Spartan alleges that the Directors and Keenan “placed their own personal interests [in retaining their board seats] ahead of those of the shareholders of SFHI,. . .ignored Spartan’s efforts [to obtain payment], and eventually took unreasonable and untenable positions regarding SFHI’s ability to ignore its contractual obligation.” Id. at ¶ 66. The Directors allegedly acted in bad faith and “willfully closed [their] eyes” to their contractual obligations. Id. at ¶ 102. Plaintiff also claims that the Directors and Keenan acted in concert to “commit wrongful acts in order to prevent Spartan from receiving benefits due to it under the IBA,” including refusing to participate in substantive discussions regarding their obligations under the IBA, refusing to consider relevant information, and concocting “untenable positions and explanations as to why
SFHI is not required to comply with its contractual obligations.” Id. at ¶ 108-09. In order to obtain payment, Spartan filed a demand for arbitration in accordance with the IBA on April 5, 2019. Id. at ¶ 69. However, Defendants refused to pay the filing fees necessary for the case to move forward, and the case was closed by the AAA. Id. at ¶¶ 70-71. On June 2, 2020, Spartan filed the instant suit against SFHI, the Directors, and Keenan, alleging six causes of action. Plaintiff alleges breach of contract, breach of the duty of good faith and fair dealing,
unjust enrichment, and anticipatory breach against SFHI; breach of fiduciary duty against the Directors; and civil conspiracy against the Directors and Keenan. Compl., ECF No. 1. On October 20, 2020, the Directors and Keenan filed the instant motion to dismiss the causes of action for breach of fiduciary duty and civil conspiracy against them. Defendants argue that the claim of breach of fiduciary duty is duplicative of breach of contract, that their conduct is protected by the business judgment rule, that Plaintiff lacks standing to bring a derivative claim, and that Spartan has failed to allege damages arising from the breach.
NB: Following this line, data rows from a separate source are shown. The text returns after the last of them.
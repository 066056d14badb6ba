use std::collections::HashMap;
use std::sync::RwLock;

use async_trait::async_trait;
use tracing::debug;

use anchor_types::{Record, RecordFields, RecordId};

use crate::error::{StoreError, StoreResult};
use crate::traits::DocumentStore;

/// In-memory, HashMap-based document store.
///
/// Intended for tests and embedding. Insertion order is tracked separately
/// so that `list` is stable.
#[derive(Default)]
pub struct InMemoryDocumentStore {
    inner: RwLock<StoreState>,
}

#[derive(Default)]
struct StoreState {
    records: HashMap<RecordId, RecordFields>,
    order: Vec<RecordId>,
}

impl InMemoryDocumentStore {
    pub fn new() -> Self {
        Self::default()
    }

    /// Number of records currently stored.
    pub fn len(&self) -> usize {
        self.inner.read().map(|s| s.records.len()).unwrap_or(0)
    }

    pub fn is_empty(&self) -> bool {
        self.len() == 0
    }
}

impl std::fmt::Debug for InMemoryDocumentStore {
    fn fmt(&self, f: &mut std::fmt::Formatter<'_>) -> std::fmt::Result {
        f.debug_struct("InMemoryDocumentStore")
            .field("records", &self.len())
            .finish()
    }
}

#[async_trait]
impl DocumentStore for InMemoryDocumentStore {
    async fn insert(&self, fields: RecordFields) -> StoreResult<RecordId> {
        let id = RecordId::generate();
        self.insert_record(Record::new(id.clone(), fields)).await?;
        Ok(id)
    }

    async fn insert_record(&self, record: Record) -> StoreResult<()> {
        let mut state = self.inner.write().map_err(|_| StoreError::LockPoisoned)?;
        if state.records.contains_key(&record.id) {
            return Err(StoreError::Duplicate(record.id));
        }
        debug!(identifier = %record.id, "record inserted");
        state.order.push(record.id.clone());
        state.records.insert(record.id, record.fields);
        Ok(())
    }

    async fn find(&self, id: &RecordId) -> StoreResult<Option<Record>> {
        let state = self.inner.read().map_err(|_| StoreError::LockPoisoned)?;
        Ok(state
            .records
            .get(id)
            .map(|fields| Record::new(id.clone(), fields.clone())))
    }

    async fn update(&self, id: &RecordId, fields: RecordFields) -> StoreResult<bool> {
        let mut state = self.inner.write().map_err(|_| StoreError::LockPoisoned)?;
        match state.records.get_mut(id) {
            Some(existing) => {
                *existing = fields;
                debug!(identifier = %id, "record updated in place");
                Ok(true)
            }
            None => Ok(false),
        }
    }

    async fn list(&self) -> StoreResult<Vec<Record>> {
        let state = self.inner.read().map_err(|_| StoreError::LockPoisoned)?;
        Ok(state
            .order
            .iter()
            .filter_map(|id| {
                state
                    .records
                    .get(id)
                    .map(|fields| Record::new(id.clone(), fields.clone()))
            })
            .collect())
    }
}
Defendants then argue that Plaintiff’s claim for civil conspiracy should be dismissed because there is no civil cause of action for civil conspiracy under New York Law.
I find that Plaintiff’s claim for breach of fiduciary duty is duplicative of its claims for breach of contract. Spartan’s claims are premised upon the same facts and seek the same damages for the alleged breach of contract. See Uni-World Capital, L.P. v. Preferred Fragrance, Inc., 43 F. Supp. 3d 236, 244 (S.D.N.Y. 2014); see also Northern Shipping v. Icon Capital Corp., 921 F.Supp.2d 94, 105 (SDNY 2013) (“[a] breach of fiduciary duty claim is duplicative when it is based on allegations of fiduciary wrongdoing that are expressly raised in plaintiff's breach of contract claim.”). Spartan alleges that it was directly harmed as a shareholder by the Directors’ actions in allowing the breach of contract to occur and preventing the breach from being
corrected, which goes directly to the breach of contract issue. “Regardless of the source or existence of [Defendant’s] duty, the critical issue is that the proposed ‘breach of fiduciary duty claim is identical in substance to the breach of contract claim and is therefore duplicative.’” Uni- World Capital, L.P., 43 F. Supp. 3d at 244 (internal citations omitted). Even if the claim for breach of fiduciary duty was not duplicative, Spartan cannot establish a claim for fiduciary duty as a creditor of SFHI. Fallon v. Wall St. Clearing Co., 182 A.D. 2d 245, 250 (1st Dept 1992) (A debtor-creditor relationship, standing alone, does not create
a fiduciary duty of the latter to the former”). Plaintiff also confuses its derivative rights with its individual rights as a shareholder of SFHI, as it does not allege and harm to itself as a shareholder. See Abrams v. Donati, 66 N.Y.2d 951, 952 (1985) (“Allegations of mismanagement . . .by officers or directors to their own enrichment, without more, plead a wrong to the corporation only, for which a shareholder may sue derivatively but not individually.”).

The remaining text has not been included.